WORTHINGTON -- Bedbugs -- those creepy crawly critters that bite humans and suck their blood in the middle of the night -- are stirring up trouble in the area again.

Nobles-Rock Community Health Services sanitarian Jason Kloss has responded to three reports of bedbug infestations in rental housing units between the two counties already this summer. As of yet, there have not been any reports of the bugs in commercial establishments such as motels this year.

Kloss said there may be instances of bedbug infestations in residential homes, but he typically gets called only when they are found in rental units or commercial property.

"They're here -- there's no getting around it," said Kloss. "There are people out there that manage it correctly and people who don't. They're going to keep pest controllers busy for some time."

While Kloss said this year's infestation isn't any worse than last year's, he said bedbugs will never be completely eradicated in Worthington, Nobles County or statewide, for that matter. States all across the country are seeing a resurgence in the critters.

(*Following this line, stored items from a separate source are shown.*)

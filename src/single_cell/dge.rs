use rayon::prelude::*;
use std::time::Instant;

use crate::config::PipelineConfig;
use crate::core::base::stats::{calc_fdr, wilcoxon_rank_sum_sparse};
use crate::core::data::count_matrix::*;
use crate::core::data::sparse_structures::CompressedSparseData;
use crate::error::{Result, ScError, StageWarning};
use crate::single_cell::clustering::ClusterAssignment;

const STAGE: &str = "markers";

/// Smallest group on which the rank-sum test is run
const MIN_GROUP_SIZE: usize = 3;

////////////
// Params //
////////////

/// Parameters of the marker gene detection
///
/// ### Fields
///
/// * `min_pct` - Minimum detection fraction in either group.
/// * `min_logfc` - Minimum absolute average log2 fold change.
/// * `only_positive` - Only report genes up-regulated in the cluster.
#[derive(Clone, Debug, PartialEq)]
pub struct MarkerParams {
    pub min_pct: f64,
    pub min_logfc: f64,
    pub only_positive: bool,
}

impl Default for MarkerParams {
    fn default() -> Self {
        (&PipelineConfig::default()).into()
    }
}

impl From<&PipelineConfig> for MarkerParams {
    fn from(config: &PipelineConfig) -> Self {
        Self {
            min_pct: config.marker_min_pct,
            min_logfc: config.marker_min_logfc,
            only_positive: config.marker_only_positive,
        }
    }
}

/////////////
// Results //
/////////////

/// Outcome of the test for one row of the marker table
#[derive(Clone, Debug, PartialEq)]
pub enum MarkerStatus {
    /// The gene was tested
    Tested,
    /// The cluster (or its complement) was too small to be tested
    InsufficientData { n_members: usize },
}

/// One row of the marker table
///
/// ### Fields
///
/// * `cluster` - The cluster id.
/// * `gene_id` - The gene. Empty for `InsufficientData` rows.
/// * `avg_log2fc` - Average log2 fold change cluster vs rest.
/// * `p_value` - Two-sided Wilcoxon rank-sum p-value.
/// * `p_adj` - Benjamini-Hochberg adjusted p-value within the cluster.
/// * `auc` - Area under the curve of the cluster vs the rest.
/// * `pct_in` - Detection fraction in the cluster.
/// * `pct_out` - Detection fraction in the rest.
/// * `status` - The `MarkerStatus`.
#[derive(Clone, Debug, PartialEq)]
pub struct MarkerRow {
    pub cluster: usize,
    pub gene_id: String,
    pub avg_log2fc: f64,
    pub p_value: f64,
    pub p_adj: f64,
    pub auc: f64,
    pub pct_in: f64,
    pub pct_out: f64,
    pub status: MarkerStatus,
}

impl MarkerRow {
    fn insufficient(cluster: usize, n_members: usize) -> Self {
        Self {
            cluster,
            gene_id: String::new(),
            avg_log2fc: f64::NAN,
            p_value: f64::NAN,
            p_adj: f64::NAN,
            auc: f64::NAN,
            pct_in: f64::NAN,
            pct_out: f64::NAN,
            status: MarkerStatus::InsufficientData { n_members },
        }
    }
}

/// Marker genes of all clusters
///
/// ### Fields
///
/// * `rows` - Rows ordered by cluster, within a cluster by descending fold
///   change and then ascending p-value.
/// * `warnings` - One `InsufficientData` warning per skipped cluster.
#[derive(Clone, Debug, PartialEq)]
pub struct MarkerTable {
    pub rows: Vec<MarkerRow>,
    pub warnings: Vec<StageWarning>,
}

impl MarkerTable {
    /// Tested rows of one cluster
    pub fn cluster_rows(&self, cluster: usize) -> Vec<&MarkerRow> {
        self.rows
            .iter()
            .filter(|r| r.cluster == cluster && r.status == MarkerStatus::Tested)
            .collect()
    }
}

/// The first `n` tested markers of every cluster
///
/// ### Params
///
/// * `table` - The `MarkerTable`.
/// * `n` - Number of markers per cluster.
///
/// ### Returns
///
/// Rows in table order, at most `n` per cluster.
pub fn top_markers(table: &MarkerTable, n: usize) -> Vec<&MarkerRow> {
    let mut res = Vec::new();
    let mut current: Option<usize> = None;
    let mut taken = 0;
    for row in table.rows.iter().filter(|r| r.status == MarkerStatus::Tested) {
        if current != Some(row.cluster) {
            current = Some(row.cluster);
            taken = 0;
        }
        if taken < n {
            res.push(row);
            taken += 1;
        }
    }
    res
}

/////////////
// Helpers //
/////////////

/// Average log2 fold change on the linear scale
///
/// `log2(mean(expm1(x_in)) + 1) - log2(mean(expm1(x_out)) + 1)`
fn avg_log2fc(sum_in: f64, n_in: usize, sum_out: f64, n_out: usize) -> f64 {
    let mean_in = sum_in / n_in as f64;
    let mean_out = sum_out / n_out as f64;
    (mean_in + 1.0).log2() - (mean_out + 1.0).log2()
}

/// Test all genes for one cluster
fn markers_for_cluster(
    cluster: usize,
    csr: &CompressedSparseData<f64>,
    gene_ids: &[String],
    in_cluster: &[bool],
    n_in: usize,
    params: &MarkerParams,
) -> Vec<MarkerRow> {
    let n_out = in_cluster.len() - n_in;
    let mut rows: Vec<MarkerRow> = Vec::new();

    for (gene_idx, gene_id) in gene_ids.iter().enumerate() {
        let (idx, vals) = csr.outer(gene_idx);
        let mut nz_in = Vec::new();
        let mut nz_out = Vec::new();
        for (&j, &v) in idx.iter().zip(vals) {
            if in_cluster[j] {
                nz_in.push(v);
            } else {
                nz_out.push(v);
            }
        }

        let pct_in = nz_in.len() as f64 / n_in as f64;
        let pct_out = nz_out.len() as f64 / n_out as f64;
        if pct_in.max(pct_out) < params.min_pct {
            continue;
        }

        let lin_in: f64 = nz_in.iter().map(|v| v.exp_m1()).sum();
        let lin_out: f64 = nz_out.iter().map(|v| v.exp_m1()).sum();
        let logfc = avg_log2fc(lin_in, n_in, lin_out, n_out);
        if logfc.abs() < params.min_logfc || (params.only_positive && logfc <= 0.0) {
            continue;
        }

        let test = wilcoxon_rank_sum_sparse(&nz_in, n_in, &nz_out, n_out);
        rows.push(MarkerRow {
            cluster,
            gene_id: gene_id.clone(),
            avg_log2fc: logfc,
            p_value: test.p_value,
            p_adj: f64::NAN,
            auc: test.auc,
            pct_in,
            pct_out,
            status: MarkerStatus::Tested,
        });
    }

    let pvals: Vec<f64> = rows.iter().map(|r| r.p_value).collect();
    for (row, p_adj) in rows.iter_mut().zip(calc_fdr(&pvals)) {
        row.p_adj = p_adj;
    }

    rows.sort_by(|a, b| {
        b.avg_log2fc
            .total_cmp(&a.avg_log2fc)
            .then(a.p_value.total_cmp(&b.p_value))
            .then_with(|| a.gene_id.cmp(&b.gene_id))
    });
    rows
}

///////////////
// Functions //
///////////////

/// Find marker genes of every cluster against all other observations
///
/// Genes have to be detected in at least `min_pct` of either group and have
/// an absolute average log2 fold change of at least `min_logfc`. Clusters
/// with fewer than three members (or fewer than three observations outside
/// of them) are not tested; they get a single `InsufficientData` row and a
/// warning.
///
/// ### Params
///
/// * `mat` - The log-normalised gene x observation matrix.
/// * `clusters` - The `ClusterAssignment` of the same observations.
/// * `params` - The `MarkerParams`.
///
/// ### Returns
///
/// The `MarkerTable`
pub fn find_markers(mat: &NormalisedMatrix, clusters: &ClusterAssignment, params: &MarkerParams) -> Result<MarkerTable> {
    if clusters.labels.len() != mat.n_obs() {
        return Err(ScError::input(
            STAGE,
            format!(
                "{} cluster labels for {} observations",
                clusters.labels.len(),
                mat.n_obs()
            ),
        ));
    }
    if clusters.obs_ids.as_slice() != mat.obs_ids() {
        return Err(ScError::input(
            STAGE,
            "observations of the clusters and of the matrix differ",
        ));
    }
    if !(0.0..=1.0).contains(&params.min_pct) {
        return Err(ScError::config("marker_min_pct", "must be in [0, 1]"));
    }

    let start = Instant::now();
    let csr = mat.to_csr();
    let sizes = clusters.cluster_sizes();
    let n_obs = mat.n_obs();

    let per_cluster: Vec<(Vec<MarkerRow>, Option<StageWarning>)> = (0..clusters.n_clusters)
        .into_par_iter()
        .map(|cluster| {
            let n_in = sizes[cluster];
            if n_in < MIN_GROUP_SIZE || n_obs - n_in < MIN_GROUP_SIZE {
                let warning = StageWarning::InsufficientData {
                    stage: STAGE,
                    item: format!("cluster {}", cluster),
                    message: format!(
                        "{} members and {} other observations, need at least {} each",
                        n_in,
                        n_obs - n_in,
                        MIN_GROUP_SIZE
                    ),
                };
                return (vec![MarkerRow::insufficient(cluster, n_in)], Some(warning));
            }
            let in_cluster: Vec<bool> = clusters.labels.iter().map(|&l| l == cluster).collect();
            let rows = markers_for_cluster(cluster, &csr, mat.gene_ids(), &in_cluster, n_in, params);
            (rows, None)
        })
        .collect();

    let mut rows = Vec::new();
    let mut warnings = Vec::new();
    for (cluster_rows, warning) in per_cluster {
        rows.extend(cluster_rows);
        if let Some(w) = warning {
            w.log();
            warnings.push(w);
        }
    }

    log::info!(
        "Found {} marker rows for {} clusters in {:.2?}",
        rows.len(),
        clusters.n_clusters,
        start.elapsed()
    );

    Ok(MarkerTable { rows, warnings })
}

///////////
// Tests //
///////////

#[cfg(test)]
mod tests {
    use super::*;
    use crate::core::base::sparse_math::log_normalise;

    fn ids(prefix: &str, n: usize) -> Vec<String> {
        (0..n).map(|i| format!("{}{}", prefix, i)).collect()
    }

    fn assignment(labels: Vec<usize>, n_clusters: usize) -> ClusterAssignment {
        ClusterAssignment {
            obs_ids: ids("c", labels.len()),
            labels,
            n_clusters,
            modularity: 0.0,
            iterations: 1,
            warnings: Vec::new(),
        }
    }

    /// 20 observations, two clusters of ten. Only `marker` differs; the flat
    /// genes dominate the library size so normalisation barely moves them.
    fn two_clusters() -> (NormalisedMatrix, ClusterAssignment) {
        let genes = vec!["flat_a".to_string(), "marker".into(), "flat_b".into()];
        let rows = vec![
            vec![1000u32; 20],
            (0..20).map(|j| if j < 10 { 20 } else { 1 }).collect(),
            vec![1000u32; 20],
        ];
        let counts = CountMatrix::from_dense(genes, ids("c", 20), &rows).unwrap();
        let norm = log_normalise(&counts, 1e4).unwrap();
        let labels = (0..20).map(|j| if j < 10 { 0 } else { 1 }).collect();
        (norm, assignment(labels, 2))
    }

    #[test]
    fn test_single_marker_both_directions() {
        let (norm, clusters) = two_clusters();
        let params = MarkerParams {
            min_pct: 0.25,
            min_logfc: 0.25,
            only_positive: false,
        };
        let table = find_markers(&norm, &clusters, &params).unwrap();

        let top = top_markers(&table, 1);
        assert_eq!(top.len(), 2);
        assert_eq!(top[0].cluster, 0);
        assert_eq!(top[0].gene_id, "marker");
        assert!(top[0].avg_log2fc > 0.0);
        assert_eq!(top[1].cluster, 1);
        assert_eq!(top[1].gene_id, "marker");
        assert!(top[1].avg_log2fc < 0.0);
        assert!(top[0].p_value < 1e-3);
        assert!((top[0].auc - 1.0).abs() < 1e-12);
    }

    #[test]
    fn test_positive_only() {
        let (norm, clusters) = two_clusters();
        let table = find_markers(&norm, &clusters, &MarkerParams::default()).unwrap();
        assert_eq!(table.cluster_rows(0).len(), 1);
        assert!(table.cluster_rows(1).is_empty());
    }

    #[test]
    fn test_small_cluster_is_reported() {
        let (norm, _) = two_clusters();
        let labels = (0..20).map(|j| if j < 18 { 0 } else { 1 }).collect();
        let clusters = assignment(labels, 2);
        let table = find_markers(&norm, &clusters, &MarkerParams::default()).unwrap();

        let skipped: Vec<&MarkerRow> = table.rows.iter().filter(|r| r.cluster == 1).collect();
        assert_eq!(skipped.len(), 1);
        assert_eq!(skipped[0].status, MarkerStatus::InsufficientData { n_members: 2 });
        // cluster 0 is skipped as well, its complement is too small
        assert_eq!(table.warnings.len(), 2);
        assert_eq!(table.rows.len(), 2);
    }

    #[test]
    fn test_sorted_within_cluster() {
        let (norm, clusters) = two_clusters();
        let params = MarkerParams {
            min_pct: 0.0,
            min_logfc: 0.0,
            only_positive: false,
        };
        let table = find_markers(&norm, &clusters, &params).unwrap();
        let rows = table.cluster_rows(0);
        assert_eq!(rows.len(), 3);
        for w in rows.windows(2) {
            assert!(w[0].avg_log2fc >= w[1].avg_log2fc);
        }
        assert!(rows.iter().all(|r| r.p_adj >= r.p_value));
    }
}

Though bedbugs are nocturnal feeders, meaning they only come out at night for a blood meal on a human or animal host, they are visible to the human eye. Kloss said an adult bedbug is about the size of a wood tick, while the young, called nymphs, are more difficult to detect because of their small size and translucent appearance.

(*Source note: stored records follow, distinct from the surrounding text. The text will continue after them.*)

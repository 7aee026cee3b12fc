//! Module containing anything and everything related to data and data
//! structures

pub mod count_matrix;
pub mod metadata;
pub mod sparse_structures;
pub mod spatial_coordinates;
pub mod synthetic_data;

"If the population is small or in its infancy, it can be a difficult thing to detect," Kloss said. "If you are seeing strange bites on your body, bedbugs would be one thing to consider."

If bedbugs are in the home, Kloss said the best thing to do is call pest control. The bugs can be difficult to eradicate.

"Home remedies, or those purchased over the Internet, are not necessarily fool-proof," said Kloss. "You really need to contact a licensed pest controller and have them inspect and treat the problem."

Kloss recommends people get several opinions before deciding on the pest control company to work with. Some controllers prefer to use heat treatments, while others use chemicals.

"Consider how bad your problem is, the cost of treatment and which pest controller will do the best job," he added.

The best defense is to keep the bugs from getting into a person's home.

"People who scavenge furniture have more opportunity to bring bedbugs into their place," Kloss said. "A person staying in a hotel that's infested is just as likely to bring them back home."

Kloss said people need to be aware of the potential to bring bedbugs into their home. He recommends people not scavenge for furniture.

"Seeing furniture on the side of the road, whether it's a bed or any type of furniture, the risk of bedbugs is there," he added.

There's also a risk of bringing home bedbugs after travelling. Kloss cautions people to closely inspect any luggage before they bring it into their home, and store it somewhere other than under their bed or in bedrooms. The farther bedbugs need to travel to find a host, the lesser the chance they have of surviving.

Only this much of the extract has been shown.